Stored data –

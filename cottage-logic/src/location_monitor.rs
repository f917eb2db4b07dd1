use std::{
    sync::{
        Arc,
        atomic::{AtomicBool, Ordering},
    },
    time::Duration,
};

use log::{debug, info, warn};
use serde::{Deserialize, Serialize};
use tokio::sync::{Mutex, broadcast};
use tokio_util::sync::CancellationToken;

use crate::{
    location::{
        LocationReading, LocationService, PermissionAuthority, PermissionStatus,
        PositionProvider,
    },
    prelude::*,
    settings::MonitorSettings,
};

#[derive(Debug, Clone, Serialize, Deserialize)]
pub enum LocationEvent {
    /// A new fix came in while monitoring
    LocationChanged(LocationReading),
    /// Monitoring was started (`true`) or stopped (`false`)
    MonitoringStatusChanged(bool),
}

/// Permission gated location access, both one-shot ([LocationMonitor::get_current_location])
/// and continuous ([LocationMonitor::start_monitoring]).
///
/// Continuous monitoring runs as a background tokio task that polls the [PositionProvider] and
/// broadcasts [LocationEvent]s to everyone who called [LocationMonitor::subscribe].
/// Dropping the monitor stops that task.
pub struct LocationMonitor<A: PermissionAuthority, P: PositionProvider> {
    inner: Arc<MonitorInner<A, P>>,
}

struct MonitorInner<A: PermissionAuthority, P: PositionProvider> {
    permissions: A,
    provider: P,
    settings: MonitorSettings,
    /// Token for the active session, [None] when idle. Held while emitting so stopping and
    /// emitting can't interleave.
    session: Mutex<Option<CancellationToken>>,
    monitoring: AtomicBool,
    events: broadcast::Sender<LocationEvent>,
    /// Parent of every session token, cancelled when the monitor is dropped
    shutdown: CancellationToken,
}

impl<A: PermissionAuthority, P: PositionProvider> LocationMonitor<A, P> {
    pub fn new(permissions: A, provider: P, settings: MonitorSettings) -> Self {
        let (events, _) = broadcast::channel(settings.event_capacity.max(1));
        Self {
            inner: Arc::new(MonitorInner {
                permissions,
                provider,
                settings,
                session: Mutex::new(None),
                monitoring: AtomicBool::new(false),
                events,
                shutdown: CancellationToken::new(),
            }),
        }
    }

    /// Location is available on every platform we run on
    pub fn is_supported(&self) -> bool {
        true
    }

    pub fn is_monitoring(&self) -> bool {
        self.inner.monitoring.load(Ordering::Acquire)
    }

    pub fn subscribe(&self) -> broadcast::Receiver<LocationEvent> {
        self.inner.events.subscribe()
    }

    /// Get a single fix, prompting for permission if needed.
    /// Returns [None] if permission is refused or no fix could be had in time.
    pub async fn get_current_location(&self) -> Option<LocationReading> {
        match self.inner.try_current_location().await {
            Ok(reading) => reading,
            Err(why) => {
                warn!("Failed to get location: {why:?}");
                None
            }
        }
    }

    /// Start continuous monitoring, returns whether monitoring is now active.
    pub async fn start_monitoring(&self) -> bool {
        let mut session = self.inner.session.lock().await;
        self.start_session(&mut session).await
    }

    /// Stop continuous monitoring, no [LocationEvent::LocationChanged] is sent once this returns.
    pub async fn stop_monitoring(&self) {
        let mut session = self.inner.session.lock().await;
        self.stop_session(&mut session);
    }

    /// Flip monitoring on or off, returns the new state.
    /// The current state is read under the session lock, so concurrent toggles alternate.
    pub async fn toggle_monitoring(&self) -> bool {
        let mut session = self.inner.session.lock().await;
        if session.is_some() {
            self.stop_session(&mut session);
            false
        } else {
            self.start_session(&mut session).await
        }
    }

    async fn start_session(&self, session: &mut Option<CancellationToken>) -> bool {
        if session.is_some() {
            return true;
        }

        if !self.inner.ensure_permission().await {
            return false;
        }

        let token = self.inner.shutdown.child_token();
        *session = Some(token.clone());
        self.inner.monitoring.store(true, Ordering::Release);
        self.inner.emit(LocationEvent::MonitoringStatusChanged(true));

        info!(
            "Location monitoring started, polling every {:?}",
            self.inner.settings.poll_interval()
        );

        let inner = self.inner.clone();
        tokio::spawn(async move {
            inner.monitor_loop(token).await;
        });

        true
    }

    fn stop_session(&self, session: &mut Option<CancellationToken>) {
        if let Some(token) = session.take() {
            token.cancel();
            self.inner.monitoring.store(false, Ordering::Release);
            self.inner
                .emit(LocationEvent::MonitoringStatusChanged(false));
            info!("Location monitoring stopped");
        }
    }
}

Goal of the exercise – Go through the entries. Report every line that contains the word "MonitorInner".

Solved exercise –
    inner: Arc<MonitorInner<A, P>>,
struct MonitorInner<A: PermissionAuthority, P: PositionProvider> {
            inner: Arc::new(MonitorInner {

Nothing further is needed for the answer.